WHAT THE TASK ASKS:
Keep only those lines of the records that include the string "FieldMap".

DATASET CONTENT:
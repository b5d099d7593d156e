pub mod rules;

use std::collections::BTreeMap;
use std::sync::LazyLock;

use chrono::{DateTime, NaiveDate};
use regex::Regex;
use serde::{Deserialize, Serialize};
use serde_json::Value;

use crate::fields::{ClassifiedEdits, numeric_value, string_form};
use crate::models::{FieldMap, RuleDomain, SettingField};

pub use rules::rule_for;

#[derive(Debug, Clone, Copy, PartialEq, Eq, Serialize, Deserialize)]
#[serde(rename_all = "lowercase")]
pub enum RuleKind {
    Required,
    Length,
    Format,
    Range,
    Custom,
}

#[derive(Debug, Clone, PartialEq, Serialize, Deserialize)]
pub struct ValidationError {
    pub field: String,
    pub message: String,
    #[serde(rename = "type")]
    pub kind: RuleKind,
}

impl ValidationError {
    pub fn new(field: &str, kind: RuleKind, message: impl Into<String>) -> Self {
        Self { field: field.to_string(), message: message.into(), kind }
    }
}

/// A domain check that returns an error message, or `None` when satisfied.
pub type CustomCheck = fn(&Value) -> Option<String>;

/// Regex shared by every rule that references it.
pub type Pattern = &'static LazyLock<Option<Regex>>;

/// Declarative constraints for one field.
#[derive(Debug, Clone, Copy, Default)]
pub struct FieldRule {
    pub required: bool,
    pub min_length: Option<usize>,
    pub max_length: Option<usize>,
    pub pattern: Option<(Pattern, &'static str)>,
    pub min: Option<f64>,
    pub max: Option<f64>,
    pub custom: Option<CustomCheck>,
}

impl FieldRule {
    pub const fn new() -> Self {
        Self {
            required: false,
            min_length: None,
            max_length: None,
            pattern: None,
            min: None,
            max: None,
            custom: None,
        }
    }

    pub const fn required(mut self) -> Self {
        self.required = true;
        self
    }

    pub const fn min_length(mut self, n: usize) -> Self {
        self.min_length = Some(n);
        self
    }

    pub const fn max_length(mut self, n: usize) -> Self {
        self.max_length = Some(n);
        self
    }

    pub const fn pattern(mut self, pattern: Pattern, message: &'static str) -> Self {
        self.pattern = Some((pattern, message));
        self
    }

    pub const fn min(mut self, n: f64) -> Self {
        self.min = Some(n);
        self
    }

    pub const fn max(mut self, n: f64) -> Self {
        self.max = Some(n);
        self
    }

    pub const fn custom(mut self, check: CustomCheck) -> Self {
        self.custom = Some(check);
        self
    }
}

/// Missing, null, whitespace-only text, or an empty array.
pub fn is_blank(value: Option<&Value>) -> bool {
    match value {
        None | Some(Value::Null) => true,
        Some(Value::String(s)) => s.trim().is_empty(),
        Some(Value::Array(items)) => items.is_empty(),
        Some(_) => false,
    }
}

/// "course_name" -> "Course name"
pub fn field_label(field: &str) -> String {
    let spaced = field.replace('_', " ");
    let mut chars = spaced.chars();
    match chars.next() {
        Some(first) => first.to_uppercase().chain(chars).collect(),
        None => String::new(),
    }
}

/// Check one value against its rule. The first failing check wins.
pub fn validate(field: &str, value: Option<&Value>, rule: &FieldRule) -> Option<ValidationError> {
    let label = field_label(field);

    if is_blank(value) {
        if rule.required {
            return Some(ValidationError::new(field, RuleKind::Required, format!("{} is required", label)));
        }
        return None;
    }
    let value = value?;
    let text = string_form(value);
    let length = text.chars().count();

    if let Some(min) = rule.min_length {
        if length < min {
            return Some(ValidationError::new(
                field,
                RuleKind::Length,
                format!("{} must be at least {} characters", label, min),
            ));
        }
    }
    if let Some(max) = rule.max_length {
        if length > max {
            return Some(ValidationError::new(
                field,
                RuleKind::Length,
                format!("{} must be at most {} characters", label, max),
            ));
        }
    }

    if let Some((pattern, message)) = rule.pattern {
        if let Some(regex) = pattern.as_ref() {
            if !regex.is_match(&text) {
                return Some(ValidationError::new(field, RuleKind::Format, format!("{} {}", label, message)));
            }
        }
    }

    if let Some(number) = numeric_value(value) {
        if let Some(min) = rule.min {
            if number < min {
                return Some(ValidationError::new(
                    field,
                    RuleKind::Range,
                    format!("{} must be at least {}", label, min),
                ));
            }
        }
        if let Some(max) = rule.max {
            if number > max {
                return Some(ValidationError::new(
                    field,
                    RuleKind::Range,
                    format!("{} must be at most {}", label, max),
                ));
            }
        }
    }

    if let Some(check) = rule.custom {
        if let Some(message) = check(value) {
            return Some(ValidationError::new(field, RuleKind::Custom, message));
        }
    }

    None
}

#[derive(Debug, Clone, Default, PartialEq, Serialize, Deserialize)]
#[serde(rename_all = "camelCase")]
pub struct ValidationReport {
    pub is_valid: bool,
    pub errors: Vec<ValidationError>,
}

impl ValidationReport {
    fn from_errors(errors: Vec<ValidationError>) -> Self {
        Self { is_valid: errors.is_empty(), errors }
    }

    pub fn into_result(self) -> Result<(), crate::error::AppError> {
        if self.is_valid {
            Ok(())
        } else {
            Err(crate::error::AppError::Validation(self.errors))
        }
    }
}

/// Validate a whole edit map against one domain's rule table.
///
/// Fields without a rule in `domain` are not checked. Setting-domain maps
/// also get the start/end date ordering check.
pub fn validate_all(domain: RuleDomain, edits: &FieldMap) -> ValidationReport {
    let mut errors: Vec<ValidationError> = edits
        .iter()
        .filter_map(|(name, value)| {
            let rule = rule_for(domain, name)?;
            validate(name, Some(value), &rule)
        })
        .collect();

    if domain == RuleDomain::CourseSetting {
        push_date_order(edits, &mut errors);
    }
    ValidationReport::from_errors(errors)
}

/// Like [`validate_all`] but also reports required fields that are absent.
pub fn validate_complete(domain: RuleDomain, edits: &FieldMap) -> ValidationReport {
    let mut report = validate_all(domain, edits);
    for name in rules::required_fields(domain) {
        if !edits.contains_key(name) {
            report.errors.push(ValidationError::new(
                name,
                RuleKind::Required,
                format!("{} is required", field_label(name)),
            ));
        }
    }
    report.is_valid = report.errors.is_empty();
    report
}

/// Validate the raw submitted values of the fields a save will write.
pub fn validate_changes(raw: &FieldMap, course: &FieldMap, setting: &FieldMap) -> ValidationReport {
    let mut errors = Vec::new();

    for name in course.keys() {
        let Some(rule) = rules::course_rule_by_name(name) else { continue };
        if let Some(e) = validate(name, raw.get(name).or(course.get(name)), &rule) {
            errors.push(e);
        }
    }

    let mut setting_values = FieldMap::new();
    for name in setting.keys() {
        let value = raw.get(name).or(setting.get(name)).cloned().unwrap_or(Value::Null);
        setting_values.insert(name.clone(), value);
    }
    errors.extend(validate_all(RuleDomain::CourseSetting, &setting_values).errors);

    ValidationReport::from_errors(errors)
}

impl ClassifiedEdits {
    /// Validate the changed primary fields and every submitted settings field.
    pub fn validate_subset(&self, raw: &FieldMap, course_changes: &FieldMap) -> ValidationReport {
        validate_changes(raw, course_changes, &self.setting)
    }
}

fn push_date_order(edits: &FieldMap, errors: &mut Vec<ValidationError>) {
    let start_name = SettingField::StartDate.name();
    let end_name = SettingField::EndDate.name();
    if errors.iter().any(|e| e.field == end_name) {
        return;
    }
    let (Some(start), Some(end)) = (
        edits.get(start_name).and_then(parse_date),
        edits.get(end_name).and_then(parse_date),
    ) else {
        return;
    };
    if start >= end {
        errors.push(ValidationError::new(
            end_name,
            RuleKind::Custom,
            "End date must be after the start date",
        ));
    }
}

pub(crate) fn parse_date(value: &Value) -> Option<NaiveDate> {
    let text = value.as_str()?.trim();
    NaiveDate::parse_from_str(text, "%Y-%m-%d")
        .ok()
        .or_else(|| DateTime::parse_from_rfc3339(text).ok().map(|dt| dt.date_naive()))
}

/// Current per-field errors of an editing form, at most one per field.
#[derive(Debug, Clone, Default, PartialEq, Serialize, Deserialize)]
pub struct FieldErrors {
    errors: BTreeMap<String, ValidationError>,
}

impl FieldErrors {
    /// Re-check a single field, replacing or clearing its previous error.
    pub fn revalidate(&mut self, domain: RuleDomain, field: &str, value: Option<&Value>) -> Option<&ValidationError> {
        let outcome = rule_for(domain, field).and_then(|rule| validate(field, value, &rule));
        match outcome {
            Some(e) => {
                self.errors.insert(field.to_string(), e);
                self.errors.get(field)
            }
            None => {
                self.errors.remove(field);
                None
            }
        }
    }

    /// Replace the whole book with an aggregated report.
    pub fn replace_with(&mut self, errors: &[ValidationError]) {
        self.errors.clear();
        for e in errors {
            self.errors.entry(e.field.clone()).or_insert_with(|| e.clone());
        }
    }

    pub fn get(&self, field: &str) -> Option<&ValidationError> {
        self.errors.get(field)
    }

    pub fn clear(&mut self) {
        self.errors.clear();
    }

    pub fn is_empty(&self) -> bool {
        self.errors.is_empty()
    }

    pub fn to_vec(&self) -> Vec<ValidationError> {
        self.errors.values().cloned().collect()
    }
}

EXERCISE OUTPUT:
use crate::models::{FieldMap, RuleDomain, SettingField};
pub fn validate_all(domain: RuleDomain, edits: &FieldMap) -> ValidationReport {
pub fn validate_complete(domain: RuleDomain, edits: &FieldMap) -> ValidationReport {
pub fn validate_changes(raw: &FieldMap, course: &FieldMap, setting: &FieldMap) -> ValidationReport {
    let mut setting_values = FieldMap::new();
    pub fn validate_subset(&self, raw: &FieldMap, course_changes: &FieldMap) -> ValidationReport {
fn push_date_order(edits: &FieldMap, errors: &mut Vec<ValidationError>) {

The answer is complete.